En 1981, Martial Deschaseaux était le premier enfant du monde à bénéficier d'une greffe du foie. 41 ans plus tard, à l’occasion de la journée mondiale du don d’organes et de la greffe, le doyen des transplantés du foie en France, un habitant du Territoire de Belfort, témoigne de son parcours singulier.
C’est un message d'espoir que veut transmettre Martial Deschaseaux, 53 ans. Il y a 41 ans, ce Franc-Comtois alors tout juste âgé de 11 ans devient le premier enfant au monde à être transplanté d’un foie adulte réduit en taille par les médecins. C’est le professeur Henri Bismuth, qui l’opère, en 1981, à l'hôpital Paul Brousse de Villejuif dans le Val-de-Marne. Une première mondiale.
Son opération, ouvre la voie à de nombreuses autres transplantations et surtout, à d’autres enfants malades. “Je me dis, si je n’avais pas tenté, vous [le professeur Bismuth] n’auriez pas tenté, on ne se serait pas tous lancés et on ne pourrait même pas se parler à l’heure actuelle” se félicite l’homme, en ligne avec celui qui lui a sauvé la vie, lors du tournage d’un reportage réalisé par nos journalistes Emmanuel Rivallain et Jean-Stéphane Maurice.
“Votre fils est perdu. La meilleure chose que vous puissiez faire, c’est de refaire un enfant.”
Quand on lui annonce qu’il est atteint du syndrome de Byler (anomalie de la formation de la bile), Martial Deschaseaux, 8 ans, est condamné. “Un spécialiste était allé jusqu’à dire à ses parents : “Votre fils est perdu. La meilleure chose que vous puissiez faire, c’est de refaire un enfant” précise Claire Lorentz-Augier, biographe en Bourgogne-Franche-Comté, qui co-écrit actuellement le récit de Martial Deschaseaux. “ Je ne sais pas si j’allais avoir un avenir” se souvient l’homme.
Le teint jaune, l’allure chétive, le garçon se rend alors au cabinet du docteur Henri Bismuth, chirurgien spécialiste des transplantations hépatiques. Ce dernier se souvient : “Il était tellement pitoyable, avec sa famille qui baissait les yeux, qui n’y croyait pas. Lui m’a forcé, avec son regard dans les yeux, ses yeux jaunes. Il m’a dit “je vous en prie docteur, il faut m’opérer”. On craque. Alors j’ai dit oui.” Il lui promet droit dans les yeux “Martial, il y a une chance sur un million d’y arriver, mais je vais la tenter. Je te sauverai” . L'opération est une réussite et sauve le jeune terrifortain d’une mort assurée.

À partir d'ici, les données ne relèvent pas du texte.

impl<'a> RenderPass<'a> {
    fn render(&mut self, value: &Value, path: &str) -> EvalResult<Vec<RenderNode>> {
        let limit = self.interp.limits().max_nesting_depth;
        if self.depth >= limit {
            let throw = self.interp.error(
                "RangeError",
                format!("render tree nests deeper than {} levels", limit),
            );
            return Err(self.fail(throw));
        }
        self.depth += 1;
        let result = with_stack(|| self.render_value(value, path));
        self.depth -= 1;
        result
    }

    fn render_value(&mut self, value: &Value, path: &str) -> EvalResult<Vec<RenderNode>> {
        match value {
            Value::Undefined | Value::Null | Value::Bool(_) => Ok(Vec::new()),
            Value::Number(_) | Value::String(_) => Ok(vec![RenderNode::Text(value.to_js_string())]),
            Value::Array(items) => {
                let items = items.borrow().clone();
                let mut out = Vec::new();
                for (i, item) in items.iter().enumerate() {
                    let segment = match item {
                        Value::Element(el) => el.key.clone().unwrap_or_else(|| i.to_string()),
                        _ => i.to_string(),
                    };
                    out.extend(self.render(item, &format!("{}/{}", path, segment))?);
                }
                Ok(out)
            }
            Value::Function(f) => {
                warn!(function = %f.name, "functions are not valid as a child; ignored");
                Ok(Vec::new())
            }
            Value::Object(_) | Value::RegExp(_) => Err(self.fail(Throw::error(
                "Error",
                format!(
                    "Objects are not valid as a child (found: {}). Render a list with an array instead.",
                    value.inspect()
                ),
            ))),
            Value::Element(el) => self.render_element(el, path),
        }
    }

    fn render_element(&mut self, el: &Element, path: &str) -> EvalResult<Vec<RenderNode>> {
        match &el.element_type {
            ElementType::Fragment => {
                let children = el.props.borrow().get("children").cloned();
                match children {
                    Some(c) => self.render(&c, path),
                    None => Ok(Vec::new()),
                }
            }
            ElementType::Intrinsic(tag) => {
                let mut attributes = el.props.borrow().clone();
                let children = attributes.shift_remove("children");
                let children = match children {
                    Some(c) => self.render(&c, &format!("{}/{}", path, tag))?,
                    None => Vec::new(),
                };
                Ok(vec![RenderNode::Element {
                    tag: tag.to_string(),
                    key: el.key.clone(),
                    attributes,
                    children,
                }])
            }
            ElementType::Component(component) => {
                let name = el.type_name();
                let frame_path = format!("{}:{}", path, name);
                self.stack.push(name);

                let props = Value::Object(Rc::new(RefCell::new(el.props.borrow().clone())));
                let previous = self.interp.host.hooks.begin(frame_path.clone());
                let result = self.interp.call(component, Value::Undefined, vec![props]);
                self.interp.host.hooks.end(previous);

                let output = match result {
                    Ok(v) => v,
                    Err(throw) => {
                        let throw = self.fail(throw);
                        self.stack.pop();
                        return Err(throw);
                    }
                };
                let nodes = self.render(&output, &frame_path);
                self.stack.pop();
                nodes
            }
        }
    }

    /// Remembers the component stack of the innermost failure.
    fn fail(&mut self, throw: Throw) -> Throw {
        if self.failed_stack.is_none() {
            self.failed_stack = Some(self.stack.clone());
        }
        throw
    }
}

/// A mounted component: its rendered tree plus the interpreter that owns
/// its closures and hook state.
pub struct RenderSession {
    interpreter: Interpreter,
    root: Value,
    tree: Vec<RenderNode>,
    passes: usize,
}

impl std::fmt::Debug for RenderSession {
    fn fmt(&self, f: &mut std::fmt::Formatter<'_>) -> std::fmt::Result {
        f.debug_struct("RenderSession")
            .field("root", &self.root)
            .field("tree", &self.tree)
            .finish()
    }
}

/// Mounts `component` and renders it until state settles.
pub fn first_render(component: Value, interpreter: Interpreter) -> Result<RenderSession, RuntimeError> {
    if !component.is_callable() {
        return Err(RuntimeError {
            message: format!("{} is not a component", component.inspect()),
            detail: String::new(),
        });
    }
    let mut session = RenderSession {
        interpreter,
        root: component,
        tree: Vec::new(),
        passes: 0,
    };
    session.rerender()?;
    Ok(session)
}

Un message d’espoir après 18 interventions chirurgicales
Malgré cela, la vie du premier enfant transplanté du foie n’est pas un long fleuve tranquille. Après cette première greffe en 1981, il y en a eu une seconde en 1984. Au total, Martial a subi 18 interventions chirurgicales. Après avoir longtemps mis de côté son histoire compliquée, ce grand amoureux de la vie est aujourd’hui déterminé à témoigner. Pour cela, il a fait appel à Claire Lorentz-Augier, écrivaine biographe en Bourgogne-Franche-Comté. Dans un livre à paraître, ils y racontent sa vie difficile mais toujours pleine d’espoir.
“La vie est un miracle. Venir au monde, c’est déjà un miracle”.
Martial Deschaseaux
Claire Lorentz-Augier écrit : “Martial m'apparaît comme un homme profondément lumineux ; un amoureux de la vie et du vivant. “Les épreuves nous font grandir, affirme-t-il dans un sourire. La nuit fait ressortir la clarté du jour”. Il ose même ajouter : “Si c’était à refaire, je le referais.” . L’homme, après 35 ans dans l’industrie, se reconvertit actuellement à la photographie .

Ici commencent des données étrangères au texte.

//! Lexical scopes for the sandbox interpreter.
//!
//! A realm is a chain: intrinsics → binding library → program → function and
//! block scopes. Lookups walk the chain; nothing outside it is reachable.
//!
//! Closures hold their defining scope and scopes hold closures, so a realm is
//! full of `Rc` cycles. Every scope registers with its realm, and
//! [`Scope::teardown`] empties them all once the realm is done.

use indexmap::IndexMap;
use std::cell::RefCell;
use std::rc::{Rc, Weak};

use crate::value::Value;

#[derive(Debug, Clone)]
struct Binding {
    value: Value,
    mutable: bool,
    /// `false` between hoisting and the `let`/`const` declaration (TDZ).
    initialized: bool,
}

#[derive(Debug)]
struct ScopeInner {
    bindings: IndexMap<String, Binding>,
    parent: Option<Scope>,
    realm: Rc<RefCell<RealmScopes>>,
}

/// Weak handles to every scope created in one realm.
#[derive(Debug)]
struct RealmScopes {
    scopes: Vec<Weak<RefCell<ScopeInner>>>,
    prune_at: usize,
}

impl RealmScopes {
    const MIN_PRUNE: usize = 64;

    fn register(&mut self, scope: &Rc<RefCell<ScopeInner>>) {
        if self.scopes.len() >= self.prune_at {
            self.scopes.retain(|weak| weak.strong_count() > 0);
            self.prune_at = (self.scopes.len() * 2).max(Self::MIN_PRUNE);
        }
        self.scopes.push(Rc::downgrade(scope));
    }
}

#[derive(Debug, Clone, Copy, PartialEq, Eq)]
pub enum LookupError {
    Undeclared,
    Uninitialized,
}

#[derive(Debug, Clone, Copy, PartialEq, Eq)]
pub enum AssignError {
    Undeclared,
    Uninitialized,
    Constant,
}

#[derive(Debug, Clone)]
pub struct Scope {
    inner: Rc<RefCell<ScopeInner>>,
}

impl Default for Scope {
    fn default() -> Self {
        Self::new()
    }
}

impl Scope {
    /// Creates the root scope of a new realm.
    pub fn new() -> Self {
        let realm = Rc::new(RefCell::new(RealmScopes {
            scopes: Vec::new(),
            prune_at: RealmScopes::MIN_PRUNE,
        }));
        Self::register(ScopeInner {
            bindings: IndexMap::new(),
            parent: None,
            realm,
        })
    }

    pub fn extend(&self) -> Self {
        let realm = self.inner.borrow().realm.clone();
        Self::register(ScopeInner {
            bindings: IndexMap::new(),
            parent: Some(self.clone()),
            realm,
        })
    }

    fn register(inner: ScopeInner) -> Self {
        let realm = inner.realm.clone();
        let inner = Rc::new(RefCell::new(inner));
        realm.borrow_mut().register(&inner);
        Self { inner }
    }

    /// Drops the bindings of every live scope in this scope's realm, which
    /// breaks the closure cycles and lets the realm be freed. Closures from
    /// the realm that are still held elsewhere stop resolving names.
    pub fn teardown(&self) {
        let realm = self.inner.borrow().realm.clone();
        let live: Vec<Rc<RefCell<ScopeInner>>> = {
            let mut realm = realm.borrow_mut();
            let live = realm.scopes.iter().filter_map(Weak::upgrade).collect();
            realm.scopes.clear();
            live
        };
        for scope in &live {
            // Taken out first: dropping the values can drop other scopes.
            let bindings = std::mem::take(&mut scope.borrow_mut().bindings);
            drop(bindings);
        }
    }

    /// Reports whether this scope is still allocated, without keeping it alive.
    #[cfg(test)]
    pub(crate) fn liveness(&self) -> impl Fn() -> bool {
        let weak = Rc::downgrade(&self.inner);
        move || weak.strong_count() > 0
    }

    /// Declares (or redeclares) `name` in this scope with an initial value.
    pub fn declare(&self, name: &str, value: Value, mutable: bool) {
        self.inner.borrow_mut().bindings.insert(
            name.to_string(),
            Binding {
                value,
                mutable,
                initialized: true,
            },
        );
    }

    /// Hoists a `let`/`const` name so closures created earlier resolve to it.
    pub fn declare_uninitialized(&self, name: &str, mutable: bool) {
        let mut inner = self.inner.borrow_mut();
        if !inner.bindings.contains_key(name) {
            inner.bindings.insert(
                name.to_string(),
                Binding {
                    value: Value::Undefined,
                    mutable,
                    initialized: false,
                },
            );
        }
    }

    /// Declares a `var`: keeps an existing value, otherwise `undefined`.
    pub fn declare_var(&self, name: &str) {
        let mut inner = self.inner.borrow_mut();
        if !inner.bindings.contains_key(name) {
            inner.bindings.insert(
                name.to_string(),
                Binding {
                    value: Value::Undefined,
                    mutable: true,
                    initialized: true,
                },
            );
        }
    }

    pub fn lookup(&self, name: &str) -> Result<Value, LookupError> {
        let inner = self.inner.borrow();
        match inner.bindings.get(name) {
            Some(b) if b.initialized => Ok(b.value.clone()),
            Some(_) => Err(LookupError::Uninitialized),
            None => match &inner.parent {
                Some(parent) => parent.lookup(name),
                None => Err(LookupError::Undeclared),
            },
        }
    }

    pub fn assign(&self, name: &str, value: Value) -> Result<(), AssignError> {
        let mut inner = self.inner.borrow_mut();
        match inner.bindings.get_mut(name) {
            Some(b) if !b.initialized => Err(AssignError::Uninitialized),
            Some(b) if !b.mutable => Err(AssignError::Constant),
            Some(b) => {
                b.value = value;
                Ok(())
            }
            None => match &inner.parent {
                Some(parent) => parent.assign(name, value),
                None => Err(AssignError::Undeclared),
            },
        }
    }

    pub fn has_own(&self, name: &str) -> bool {
        self.inner.borrow().bindings.contains_key(name)
    }

    /// Own binding value, `None` if absent or still uninitialized.
    pub fn get_own(&self, name: &str) -> Option<Value> {
        self.inner
            .borrow()
            .bindings
            .get(name)
            .filter(|b| b.initialized)
            .map(|b| b.value.clone())
    }

    /// Own binding names in declaration order.
    pub fn own_names(&self) -> Vec<String> {
        self.inner.borrow().bindings.keys().cloned().collect()
    }
}

#[cfg(test)]
mod tests {
    use super::*;

    #[test]
    fn test_child_shadows_parent() {
        let root = Scope::new();
        root.declare("x", Value::Number(1.0), true);
        let child = root.extend();
        child.declare("x", Value::Number(2.0), true);
        assert_eq!(child.lookup("x"), Ok(Value::Number(2.0)));
        assert_eq!(root.lookup("x"), Ok(Value::Number(1.0)));
    }

    #[test]
    fn test_assign_walks_to_declaring_scope() {
        let root = Scope::new();
        root.declare("count", Value::Number(0.0), true);
        let child = root.extend().extend();
        child.assign("count", Value::Number(5.0)).unwrap();
        assert_eq!(root.get_own("count"), Some(Value::Number(5.0)));
    }

    #[test]
    fn test_teardown_frees_closure_cycles() {
        use crate::ir::{FunctionBody, FunctionDef};

        let root = Scope::new();
        let program = root.extend();
        let def = Rc::new(FunctionDef {
            name: Some("f".to_string()),
            params: Vec::new(),
            rest: None,
            body: FunctionBody::Block(Vec::new()),
            is_arrow: false,
        });
        program.declare("f", Value::closure("f".to_string(), def, program.clone()), true);
        let alive = program.liveness();
        drop(program);
        assert!(alive());

        root.teardown();
        assert!(!alive());
    }

    #[test]
    fn test_const_and_tdz() {
        let scope = Scope::new();
        scope.declare("k", Value::Null, false);
        assert_eq!(scope.assign("k", Value::Undefined), Err(AssignError::Constant));

        scope.declare_uninitialized("later", false);
        assert_eq!(scope.lookup("later"), Err(LookupError::Uninitialized));
        assert_eq!(scope.lookup("nowhere"), Err(LookupError::Undeclared));
    }
}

Martial Deschaseaux se dit à jamais reconnaissant envers le professeur Henri Bismuth et envers ce ou cette donneur(se) d’organe, un ou une inconnu(e), sans qui il ne serait plus là pour témoigner.

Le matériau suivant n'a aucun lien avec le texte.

// ═══════════════════════════════════════════════════════════════════════════════
// INSPECTION & CONVERSION
// ═══════════════════════════════════════════════════════════════════════════════

impl Value {
    pub fn kind(&self) -> ValueKind {
        match self {
            Value::Undefined => ValueKind::Undefined,
            Value::Null => ValueKind::Null,
            Value::Bool(_) => ValueKind::Boolean,
            Value::Number(_) => ValueKind::Number,
            Value::String(_) => ValueKind::String,
            Value::Array(_) => ValueKind::Array,
            Value::Object(_) => ValueKind::Object,
            Value::Function(_) => ValueKind::Function,
            Value::Element(_) => ValueKind::Element,
            Value::RegExp(_) => ValueKind::RegExp,
        }
    }

    pub fn type_of(&self) -> &'static str {
        match self {
            Value::Undefined => "undefined",
            Value::Null => "object",
            Value::Bool(_) => "boolean",
            Value::Number(_) => "number",
            Value::String(_) => "string",
            Value::Function(_) => "function",
            Value::Array(_) | Value::Object(_) | Value::Element(_) | Value::RegExp(_) => "object",
        }
    }

    pub fn is_truthy(&self) -> bool {
        match self {
            Value::Undefined | Value::Null => false,
            Value::Bool(b) => *b,
            Value::Number(n) => *n != 0.0 && !n.is_nan(),
            Value::String(s) => !s.is_empty(),
            _ => true,
        }
    }

    pub fn is_nullish(&self) -> bool {
        matches!(self, Value::Undefined | Value::Null)
    }

    pub fn is_callable(&self) -> bool {
        matches!(self, Value::Function(_))
    }

    pub fn as_number(&self) -> Option<f64> {
        match self {
            Value::Number(n) => Some(*n),
            _ => None,
        }
    }

    pub fn as_str(&self) -> Option<&str> {
        match self {
            Value::String(s) => Some(s),
            _ => None,
        }
    }

    /// Own property lookup on plain objects; `None` for everything else.
    pub fn get_own(&self, key: &str) -> Option<Value> {
        match self {
            Value::Object(map) => map.borrow().get(key).cloned(),
            Value::Function(f) => f.properties.borrow().get(key).cloned(),
            _ => None,
        }
    }

    pub fn to_number(&self) -> f64 {
        match self {
            Value::Undefined => f64::NAN,
            Value::Null => 0.0,
            Value::Bool(b) => {
                if *b {
                    1.0
                } else {
                    0.0
                }
            }
            Value::Number(n) => *n,
            Value::String(s) => string_to_number(s),
            Value::Array(_) => string_to_number(&self.to_js_string()),
            _ => f64::NAN,
        }
    }

    pub fn to_js_string(&self) -> String {
        self.to_js_string_in(&mut Vec::new())
    }

    /// `seen` holds the arrays being joined; a cycle joins as `""`.
    fn to_js_string_in(&self, seen: &mut Vec<*const RefCell<Vec<Value>>>) -> String {
        match self {
            Value::Undefined => "undefined".to_string(),
            Value::Null => "null".to_string(),
            Value::Bool(b) => b.to_string(),
            Value::Number(n) => format_number(*n),
            Value::String(s) => s.to_string(),
            Value::Array(items) => {
                let ptr = Rc::as_ptr(items);
                if seen.contains(&ptr) {
                    return String::new();
                }
                seen.push(ptr);
                let joined = with_stack(|| {
                    items
                        .borrow()
                        .iter()
                        .map(|v| {
                            if v.is_nullish() {
                                String::new()
                            } else {
                                v.to_js_string_in(seen)
                            }
                        })
                        .collect::<Vec<_>>()
                        .join(",")
                });
                seen.pop();
                joined
            }
            Value::Object(_) | Value::Element(_) => "[object Object]".to_string(),
            Value::Function(f) => format!("function {}() {{ [code] }}", f.name),
            Value::RegExp(re) => re.to_js_string(),
        }
    }

    pub fn strict_equals(&self, other: &Value) -> bool {
        match (self, other) {
            (Value::Undefined, Value::Undefined) | (Value::Null, Value::Null) => true,
            (Value::Bool(a), Value::Bool(b)) => a == b,
            (Value::Number(a), Value::Number(b)) => a == b,
            (Value::String(a), Value::String(b)) => a == b,
            (Value::Array(a), Value::Array(b)) => Rc::ptr_eq(a, b),
            (Value::Object(a), Value::Object(b)) => Rc::ptr_eq(a, b),
            (Value::Function(a), Value::Function(b)) => Rc::ptr_eq(a, b),
            (Value::Element(a), Value::Element(b)) => Rc::ptr_eq(a, b),
            (Value::RegExp(a), Value::RegExp(b)) => Rc::ptr_eq(a, b),
            _ => false,
        }
    }

    pub fn loose_equals(&self, other: &Value) -> bool {
        match (self, other) {
            (a, b) if a.is_nullish() && b.is_nullish() => true,
            (a, b) if a.is_nullish() || b.is_nullish() => false,
            (Value::Number(_), Value::String(_))
            | (Value::String(_), Value::Number(_))
            | (Value::Bool(_), _)
            | (_, Value::Bool(_)) => {
                if matches!(self, Value::Array(_) | Value::Object(_))
                    || matches!(other, Value::Array(_) | Value::Object(_))
                {
                    self.to_js_string() == other.to_js_string()
                } else {
                    self.to_number() == other.to_number()
                }
            }
            _ => self.strict_equals(other),
        }
    }

    /// `Object.is`: like strict equality, but NaN equals itself.
    pub fn same_value(&self, other: &Value) -> bool {
        match (self, other) {
            (Value::Number(a), Value::Number(b)) if a.is_nan() && b.is_nan() => true,
            _ => self.strict_equals(other),
        }
    }

    /// Used by `includes`: NaN matches NaN.
    pub fn same_value_zero(&self, other: &Value) -> bool {
        self.same_value(other)
    }

    /// Node-style rendering used by `console.*` and error details.
    pub fn inspect(&self) -> String {
        self.inspect_depth(0, false)
    }

    fn inspect_depth(&self, depth: usize, nested: bool) -> String {
        if depth > 4 {
            return "[...]".to_string();
        }
        match self {
            Value::String(s) if nested => format!("'{}'", s),
            Value::Array(items) => {
                let parts: Vec<String> = items
                    .borrow()
                    .iter()
                    .map(|v| v.inspect_depth(depth + 1, true))
                    .collect();
                format!("[{}]", parts.join(", "))
            }
            Value::Object(map) => {
                let map = map.borrow();
                if map.is_empty() {
                    return "{}".to_string();
                }
                let parts: Vec<String> = map
                    .iter()
                    .map(|(k, v)| format!("{}: {}", k, v.inspect_depth(depth + 1, true)))
                    .collect();
                format!("{{ {} }}", parts.join(", "))
            }
            Value::Function(f) => {
                if f.name.is_empty() {
                    "[Function (anonymous)]".to_string()
                } else {
                    format!("[Function: {}]", f.name)
                }
            }
            Value::Element(el) => format!("<{} />", el.type_name()),
            other => other.to_js_string(),
        }
    }
}

impl PartialEq for Value {
    fn eq(&self, other: &Self) -> bool {
        self.strict_equals(other)
    }
}

impl fmt::Debug for Value {
    fn fmt(&self, f: &mut fmt::Formatter<'_>) -> fmt::Result {
        f.write_str(&self.inspect_depth(0, true))
    }
}

impl From<f64> for Value {
    fn from(n: f64) -> Self {
        Value::Number(n)
    }
}

impl From<bool> for Value {
    fn from(b: bool) -> Self {
        Value::Bool(b)
    }
}

impl From<&str> for Value {
    fn from(s: &str) -> Self {
        Value::string(s)
    }
}

impl From<String> for Value {
    fn from(s: String) -> Self {
        Value::String(Rc::from(s))
    }
}

pub fn string_to_number(s: &str) -> f64 {
    let t = s.trim();
    if t.is_empty() {
        return 0.0;
    }
    if let Some(hex) = t.strip_prefix("0x").or_else(|| t.strip_prefix("0X")) {
        return i64::from_str_radix(hex, 16).map_or(f64::NAN, |n| n as f64);
    }
    match t {
        "Infinity" | "+Infinity" => f64::INFINITY,
        "-Infinity" => f64::NEG_INFINITY,
        _ => {
            // Rust accepts "inf"/"nan" spellings that JS does not.
            if t.chars().any(|c| c.is_ascii_alphabetic() && c != 'e' && c != 'E') {
                return f64::NAN;
            }
            t.parse::<f64>().unwrap_or(f64::NAN)
        }
    }
}

pub fn format_number(n: f64) -> String {
    if n.is_nan() {
        "NaN".to_string()
    } else if n.is_infinite() {
        if n > 0.0 {
            "Infinity".to_string()
        } else {
            "-Infinity".to_string()
        }
    } else if n == 0.0 {
        "0".to_string()
    } else if n.abs() >= 1e21 || n.abs() < 1e-6 {
        let s = format!("{:e}", n);
        match s.split_once('e') {
            Some((mantissa, exp)) if !exp.starts_with('-') => format!("{}e+{}", mantissa, exp),
            _ => s,
        }
    } else if n.fract() == 0.0 {
        format!("{}", n as i64)
    } else {
        format!("{}", n)
    }
}

#[cfg(test)]
mod tests {
    use super::*;

    #[test]
    fn test_number_formatting() {
        assert_eq!(format_number(42.0), "42");
        assert_eq!(format_number(-0.0), "0");
        assert_eq!(format_number(0.5), "0.5");
        assert_eq!(format_number(f64::NAN), "NaN");
        assert_eq!(format_number(f64::NEG_INFINITY), "-Infinity");
    }

    #[test]
    fn test_string_to_number() {
        assert_eq!(string_to_number(" 12 "), 12.0);
        assert_eq!(string_to_number(""), 0.0);
        assert_eq!(string_to_number("0x1f"), 31.0);
        assert!(string_to_number("12px").is_nan());
        assert!(string_to_number("inf").is_nan());
    }

    #[test]
    fn test_equality_rules() {
        assert!(Value::Null.loose_equals(&Value::Undefined));
        assert!(!Value::Null.strict_equals(&Value::Undefined));
        assert!(Value::string("1").loose_equals(&Value::Number(1.0)));
        assert!(Value::Number(f64::NAN).same_value(&Value::Number(f64::NAN)));
        let a = Value::array(vec![]);
        assert!(a.strict_equals(&a.clone()));
        assert!(!a.strict_equals(&Value::array(vec![])));
    }

    #[test]
    fn test_cyclic_array_joins_as_empty() {
        let outer = Value::array(vec![1.0.into()]);
        if let Value::Array(items) = &outer {
            items.borrow_mut().push(outer.clone());
            items.borrow_mut().push(2.0.into());
        }
        assert_eq!(outer.to_js_string(), "1,,2");
        if let Value::Array(items) = &outer {
            items.borrow_mut().clear();
        }
    }

    #[test]
    fn test_array_to_string_skips_nullish() {
        let v = Value::array(vec![1.0.into(), Value::Null, "x".into()]);
        assert_eq!(v.to_js_string(), "1,,x");
    }
}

Donner ses organes pour sauver des vies
En France, le don d’organe repose sur trois règles établies par la loi du 22 décembre 1976 : le consentement présumé (toute personne peut devenir donneur d’organes à moins qu’elle n’ait exprimé son refus de son vivant), la gratuité (toute rémunération ou avantage équivalent en contrepartie du don d’organes est interdit et sanctionné) et l’ anonymat mutuel du donneur et du receveur. En 2021, 5 276 personnes ont bénéficié d’une greffe. 27 802 personnes étaient en attente d’une greffe.